Editorial: President as flip-flopper

WEEKEND EDITION

August 21 - 22, 2004

One of the most important recommendations made by the 9/11 Commission was that a single individual should be in charge of the nation's intelligence gathering. President Bush also said he wanted a national intelligence director, but he wasn't willing to give that person authority over budgeting and hiring and firing -- power that the 9/11 Commission said was essential. After Bush's proposal was criticized for creating a director in name only, national security adviser Condoleezza Rice hinted that Bush would be open to giving the director genuine authority. But since then Bush hasn't clarified his stand, and it looks as if Rice's comments were a smokescreen to hide the reality that his views haven't changed at all. Indeed, just last week Defense Secretary Donald Rumsfeld, who opposes having one person in charge of the 15 different U.S. agencies that collect intelligence, urged members of Congress to go slow in adopting the 9/11 Commission's recommendations. This, of course, flies in the face of the 9/11 Commission's finding that the continued fragmentation of intelligence gathering and analysis places the nation at further risk of a terrorist attack.

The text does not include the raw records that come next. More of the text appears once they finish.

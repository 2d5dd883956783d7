// Copyright (c) 2025 Steve Wagner (ciroque@live.com)
// SPDX-License-Identifier: MIT

use serde_json::{Map, Value};

use crate::config::consts::{FALLBACK_OUTPUT, OUTPUT_KEY};
use crate::observability::messages::{processor::*, StructuredLog};
use crate::traits::Processor;
use crate::utils::serialize::json_type_name;

/// Key/value options a processor is built with.
///
/// Values may be any JSON shape; only `"output"` is interpreted.
pub type Configuration = Map<String, Value>;

/// Configurable processor - resolves the `"output"` option with a fixed fallback.
///
/// The configuration is owned and never mutated after construction. Callers
/// only ever receive copies of it.
///
/// # Example
/// ```
/// use data_processor::processors::{ConfigurableProcessor, Configuration};
/// use serde_json::json;
///
/// let mut config = Configuration::new();
/// config.insert("output".to_string(), json!("report.csv"));
///
/// let processor = ConfigurableProcessor::new(config);
/// assert_eq!(processor.process(), "report.csv");
/// assert_eq!(ConfigurableProcessor::create_default().process(), "default");
/// ```
#[derive(Debug, Clone, PartialEq)]
pub struct ConfigurableProcessor {
    config: Configuration,
}

impl ConfigurableProcessor {
    pub fn new(config: Configuration) -> Self {
        let processor = Self { config };
        ProcessorCreated {
            processor_id: processor.name(),
            key_count: processor.config.len(),
        }
        .log();
        processor
    }

    /// Build from an arbitrary JSON value.
    ///
    /// Anything other than an object (including `null`) becomes an empty
    /// configuration, so `process()` stays total.
    pub fn from_value(value: Value) -> Self {
        match value {
            Value::Object(config) => Self::new(config),
            other => {
                ConfigurationNormalized {
                    processor_id: "configurable",
                    found: json_type_name(&other),
                }
                .log();
                Self::new(Configuration::new())
            }
        }
    }

    /// Processor configured with `{ "output": "default" }`.
    pub fn create_default() -> Self {
        let mut config = Configuration::new();
        config.insert(
            OUTPUT_KEY.to_string(),
            Value::String(FALLBACK_OUTPUT.to_string()),
        );
        Self::new(config)
    }

    /// Resolve the configured output.
    ///
    /// Only a JSON string is accepted; a missing key or any other value type
    /// yields `"default"`.
    pub fn process(&self) -> &str {
        match self.config.get(OUTPUT_KEY) {
            Some(Value::String(output)) => output,
            _ => FALLBACK_OUTPUT,
        }
    }

    /// Independent copy of the configuration.
    pub fn get_config(&self) -> Configuration {
        self.config.clone()
    }
}

impl From<Configuration> for ConfigurableProcessor {
    fn from(config: Configuration) -> Self {
        Self::new(config)
    }
}

impl From<Option<Configuration>> for ConfigurableProcessor {
    fn from(config: Option<Configuration>) -> Self {
        Self::new(config.unwrap_or_default())
    }
}

impl Processor for ConfigurableProcessor {
    fn process(&self) -> &str {
        ConfigurableProcessor::process(self)
    }

    fn name(&self) -> &'static str {
        "configurable"
    }
}

#[cfg(test)]
mod tests {
    use super::*;
    use serde_json::json;

    fn config_from(value: Value) -> Configuration {
        match value {
            Value::Object(map) => map,
            other => panic!("test fixture must be an object, got {}", other),
        }
    }

    #[test]
    fn test_process_returns_configured_string() {
        let processor = ConfigurableProcessor::new(config_from(json!({"output": "report.csv"})));
        assert_eq!(processor.process(), "report.csv");
    }

    #[test]
    fn test_process_returns_string_unmodified() {
        let cases = vec!["", "  padded  ", "default", "ünïcødé ✓", "multi\nline"];

        for output in cases {
            let processor = ConfigurableProcessor::new(config_from(json!({ "output": output })));
            assert_eq!(processor.process(), output);
        }
    }

    #[test]
    fn test_process_empty_config_falls_back() {
        let processor = ConfigurableProcessor::new(Configuration::new());
        assert_eq!(processor.process(), "default");
    }

    #[test]
    fn test_process_missing_key_falls_back() {
        let processor = ConfigurableProcessor::new(config_from(json!({
            "format": "csv",
            "Output": "wrong-case.csv",
        })));
        assert_eq!(processor.process(), "default");
    }

    #[test]
    fn test_process_non_string_output_falls_back() {
        let cases = vec![
            json!(42),
            json!(3.5),
            json!(true),
            json!(null),
            json!(["a.csv", "b.csv"]),
            json!({"path": "nested.csv"}),
        ];

        for value in cases {
            let processor = ConfigurableProcessor::new(config_from(json!({ "output": value.clone() })));
            assert_eq!(processor.process(), "default", "value {} should not be coerced", value);
        }
    }

    #[test]
    fn test_get_config_round_trips() {
        let original = config_from(json!({
            "output": "report.csv",
            "retries": 3,
            "verbose": false,
            "ratio": 0.25,
            "missing": null,
        }));

        let processor = ConfigurableProcessor::new(original.clone());
        assert_eq!(processor.get_config(), original);
    }

    #[test]
    fn test_get_config_returns_independent_copy() {
        let processor = ConfigurableProcessor::new(config_from(json!({"output": "report.csv"})));

        let mut copy = processor.get_config();
        copy.insert("output".to_string(), json!("tampered.csv"));
        copy.insert("extra".to_string(), json!(1));

        assert_eq!(processor.process(), "report.csv");
        assert_eq!(processor.get_config(), config_from(json!({"output": "report.csv"})));

        let mut emptied = processor.get_config();
        emptied.clear();
        assert_eq!(processor.process(), "report.csv");
    }

    #[test]
    fn test_get_config_nested_values_are_independent() {
        let processor = ConfigurableProcessor::new(config_from(json!({
            "output": "report.csv",
            "columns": ["id", "name"],
        })));

        let mut copy = processor.get_config();
        if let Some(Value::Array(columns)) = copy.get_mut("columns") {
            columns.push(json!("email"));
        }

        assert_eq!(processor.get_config()["columns"], json!(["id", "name"]));
    }

    #[test]
    fn test_create_default() {
        let processor = ConfigurableProcessor::create_default();
        assert_eq!(processor.process(), "default");
        assert_eq!(processor.get_config(), config_from(json!({"output": "default"})));
    }

    #[test]
    fn test_create_default_instances_are_fresh() {
        let first = ConfigurableProcessor::create_default();
        let mut copy = first.get_config();
        copy.insert("output".to_string(), json!("changed"));

        let second = ConfigurableProcessor::create_default();
        assert_eq!(second.process(), "default");
        assert_eq!(first, second);
    }

    #[test]
    fn test_from_value_normalizes_non_objects() {
        let cases = vec![json!(null), json!(42), json!("output"), json!([{"output": "x"}])];

        for value in cases {
            let processor = ConfigurableProcessor::from_value(value);
            assert!(processor.get_config().is_empty());
            assert_eq!(processor.process(), "default");
        }
    }

    #[test]
    fn test_from_value_accepts_objects() {
        let processor = ConfigurableProcessor::from_value(json!({"output": "out.json"}));
        assert_eq!(processor.process(), "out.json");
    }

    #[test]
    fn test_from_missing_configuration() {
        let processor = ConfigurableProcessor::from(None);
        assert_eq!(processor.process(), "default");
        assert!(processor.get_config().is_empty());
    }

    #[test]
    fn test_trait_object_dispatch() {
        let processor: Box<dyn Processor> =
            Box::new(ConfigurableProcessor::new(config_from(json!({"output": "via-trait"}))));
        assert_eq!(processor.name(), "configurable");
        assert_eq!(processor.process(), "via-trait");
    }
}
// Copyright (c) 2025 Steve Wagner (ciroque@live.com)
// SPDX-License-Identifier: MIT

//! Small helpers the processor and CLI lean on: summation, pretty JSON
//! rendering and remote content retrieval.

pub mod aggregate;
pub mod fetch;
pub mod serialize;

pub use aggregate::calculate_sum;
pub use fetch::{fetch_url, ContentFetcher, HttpFetcher};
pub use serialize::{json_type_name, to_pretty_json};
// Copyright (c) 2025 Steve Wagner (ciroque@live.com)
// SPDX-License-Identifier: MIT

//! Observability module for structured logging and tracing.
//!
//! Diagnostic text lives in message structs rather than inline string
//! literals. Each message implements `Display` for human-readable output and
//! `StructuredLog` to emit itself with structured fields at a fixed level.
//!
//! # Architecture
//!
//! Messages are organized by subsystem:
//! * `messages::processor` - Processor construction events
//! * `messages::config` - Configuration loading events
//! * `messages::fetch` - Remote content retrieval events
//!
//! # Usage
//!
//! ```rust
//! use data_processor::observability::messages::{config::ConfigurationLoaded, StructuredLog};
//!
//! let msg = ConfigurationLoaded {
//!     source: "settings.yaml",
//!     key_count: 3,
//! };
//!
//! msg.log();
//! ```

pub mod messages;
// Copyright (c) 2025 Steve Wagner (ciroque@live.com)
// SPDX-License-Identifier: MIT

pub mod processor;

pub use processor::Processor;
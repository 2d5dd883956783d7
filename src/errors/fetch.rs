// Copyright (c) 2025 Steve Wagner (ciroque@live.com)
// SPDX-License-Identifier: MIT

use thiserror::Error;

/// Errors from remote content retrieval.
#[derive(Error, Debug)]
pub enum FetchError {
    /// The underlying HTTP client could not be constructed.
    #[error("Failed to build HTTP client: {0}")]
    Client(#[source] reqwest::Error),

    /// The request could not be sent or no response was received.
    #[error("Request to '{url}' failed: {source}")]
    Request {
        url: String,
        #[source]
        source: reqwest::Error,
    },

    /// The response arrived but its body could not be read as text.
    #[error("Failed to read response body from '{url}': {source}")]
    Body {
        url: String,
        #[source]
        source: reqwest::Error,
    },
}
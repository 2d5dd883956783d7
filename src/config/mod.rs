// Copyright (c) 2025 Steve Wagner (ciroque@live.com)
// SPDX-License-Identifier: MIT

mod loader;

pub mod consts;

pub use loader::{
    configuration_from_env, configuration_from_vars, load_configuration, merge_configuration,
    parse_assignments, ConfigFormat,
};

The Republican leaders in Congress take their cues from the White House, and if fellow Republican George W. Bush isn't solidly behind the 9/11 Commission's recommendation on a national intelligence director, then they're not going to act quickly as the commission has urged. It's certainly not the first time Bush has failed to lead in carrying out anti-terrorism policies -- he's even been a flip-flopper. Don't forget that Bush at first opposed the creation of a Homeland Security Department, only to later embrace it once it was clear Congress would create the agency without him. And Bush initially resisted the creation of the 9/11 Commission, but agreed to go along with its formation once the relatives of the 9/11 victims turned up the heat on him to do so. Even when he has acted decisively, as in invading Iraq, we found out belatedly that the central justif ication for the pre-emptive war -- the White House's claim that Iraq had a stockpile of weapons of mass destruction -- was based on false and misleading intelligence.

George W. Bush likes to portray himself as the "war president," but he hasn't shown the kind of decisive, intelligent leadership necessary to make our nation safer from terrorism.